Gibt es nach den 6 Wochen noch keine Vereinbarung, wäre theoretisch zur Fristwahrung ein Schiedsstellenantrag zu stellen. Es kommt dann auf den Stand der Verhandlungen an. Sind die Verhandlungen festgefahren, wird ein solcher Schiedsstellenantrag unumgänglich sein. Sind nur kleinere Punkte zu klären, kann häufig in Rücksprache mit den Kostenträgern auch eine Überschreitung von wenigen Wochen unschädlich sein. Wichtig ist dieser Punkt, weil die Kostenträger keiner rückwirkenden Pflegesatzerhöhungen zustimmen werden. Dauert also eine Verhandlung nicht 6 Wochen, sondern z.B. 6 Monate, kann die Einrichtung nicht rückwirkend für diese 6 Monate die Heimentgelterhöhung bei den Bewohnern durchsetzen.

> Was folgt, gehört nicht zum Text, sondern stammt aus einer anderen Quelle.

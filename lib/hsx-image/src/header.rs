// This Source Code Form is subject to the terms of the Mozilla Public
// License, v. 2.0. If a copy of the MPL was not distributed with this
// file, You can obtain one at https://mozilla.org/MPL/2.0/.

//! HXE header parsing (spec §4.2, §6).

use abi::hxe::{HxeFlags, Version, MAGIC};
use byteorder::{BigEndian, ByteOrder};

use crate::error::ImageError;

pub const V1_HEADER_LEN: usize = 36;
pub const V2_HEADER_LEN: usize = 96;
const APP_NAME_LEN: usize = 32;
const V2_RESERVED_LEN: usize = 20;

/// A parsed, validated HXE header (fields common to v1 and v2, plus the v2
/// extensions when present).
#[derive(Clone, Debug)]
pub struct Header {
    pub version: Version,
    pub flags: HxeFlags,
    pub entry: u32,
    pub code_len: u32,
    pub ro_len: u32,
    pub bss_size: u32,
    pub req_caps: u32,
    pub crc32: u32,
    /// `None` for v1 images.
    pub app_name: Option<String>,
    pub meta_offset: u32,
    pub meta_count: u32,
}

impl Header {
    pub fn header_len(&self) -> usize {
        self.version.header_len()
    }

    pub fn allow_multiple(&self) -> bool {
        self.flags.contains(HxeFlags::ALLOW_MULTIPLE)
    }

    pub fn has_metadata(&self) -> bool {
        matches!(self.version, Version::V2) && self.meta_count > 0
    }
}

/// Parses and validates the header, returning it alongside the detected
/// version. Does not validate CRC (the caller needs the fully-parsed header
/// to know which bytes the CRC covers, and needs to zero the CRC field in a
/// scratch copy first).
pub fn parse(bytes: &[u8]) -> Result<Header, ImageError> {
    if bytes.len() < 4 {
        return Err(ImageError::HeaderTruncated);
    }
    let magic = BigEndian::read_u32(&bytes[0..4]);
    if magic != MAGIC {
        return Err(ImageError::BadMagic);
    }
    if bytes.len() < 6 {
        return Err(ImageError::HeaderTruncated);
    }
    let version_raw = BigEndian::read_u16(&bytes[4..6]);
    let version = Version::from_u16(version_raw).ok_or(ImageError::UnsupportedVersion)?;

    let header_len = version.header_len();
    if bytes.len() < header_len {
        return Err(ImageError::HeaderTruncated);
    }

    let flags = HxeFlags::from_bits_truncate(BigEndian::read_u16(&bytes[6..8]));
    let entry = BigEndian::read_u32(&bytes[8..12]);
    let code_len = BigEndian::read_u32(&bytes[12..16]);
    let ro_len = BigEndian::read_u32(&bytes[16..20]);
    let bss_size = BigEndian::read_u32(&bytes[20..24]);
    let req_caps = BigEndian::read_u32(&bytes[24..28]);
    let crc32 = BigEndian::read_u32(&bytes[28..32]);
    // bytes[32..36] reserved in v1 (kept for 4-byte header alignment).

    let (app_name, meta_offset, meta_count) = if let Version::V2 = version {
        let name_bytes = &bytes[36..36 + APP_NAME_LEN];
        let nul = name_bytes.iter().position(|&b| b == 0).unwrap_or(name_bytes.len());
        let name = String::from_utf8_lossy(&name_bytes[..nul]).into_owned();
        let meta_offset_off = 36 + APP_NAME_LEN;
        let meta_offset = BigEndian::read_u32(&bytes[meta_offset_off..meta_offset_off + 4]);
        let meta_count = BigEndian::read_u32(&bytes[meta_offset_off + 4..meta_offset_off + 8]);
        debug_assert_eq!(meta_offset_off + 8 + V2_RESERVED_LEN, V2_HEADER_LEN);
        (Some(name), meta_offset, meta_count)
    } else {
        (None, 0, 0)
    };

    Ok(Header {
        version,
        flags,
        entry,
        code_len,
        ro_len,
        bss_size,
        req_caps,
        crc32,
        app_name,
        meta_offset,
        meta_count,
    })
}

Gibt es eine Einigung zu den Pflegesätzen, wird eine Vergütungsvereinbarung geschlossen. Da diese Vergütungsvereinbarung in der Regel für 1 Jahr abgeschlossen wird, ist es sinnvoll, nicht erst deren Ablauf abzuwarten, sondern – sofern gewünscht – rechtzeitig neue Pflegesatzverhandlungen aufzunehmen. Die Vorarbeiten sollten ca. 3 Monate vor Ablauf des jeweiligen Zeitraums stattfinden. Dies ist erforderlich, um die neuen Sätze zu kalkulieren, die 6-wöchige Pflegesatzverhandlung durchzuführen und anschließend die 4-wöchige Heimentgelterhöhung bei den Bewohner zu veranlassen.
2. Ambulante Pflegedienste
Für ambulante Pflegedienste ist das Pflegesatzverfahren nach § 89 SGB XI nicht so konkret geregelt wie in der stationären Pflege. Einzelverhandlungen gibt es selten und sind wegen fehlender Strukturen komplex. Regelmäßig geben sich Pflegedienste deswegen mit niedrigen Entgeltpunkten und marginalen Pauschalsteigerungen zufrieden, die ein auskömmliches wirtschaften, gerade für Einsteiger, kaum möglich macht.
In Niedersachsen gibt es allerdings seit November 2021 ein neues, derzeit noch ermutigendes Verfahren. Ausgehend von den Gehältern des Pflegepersonals, werden die Pflegedienste verschiedenen „Clustern“ zugeordnet, aus denen sich die Entgeltpunkte ablesen lassen.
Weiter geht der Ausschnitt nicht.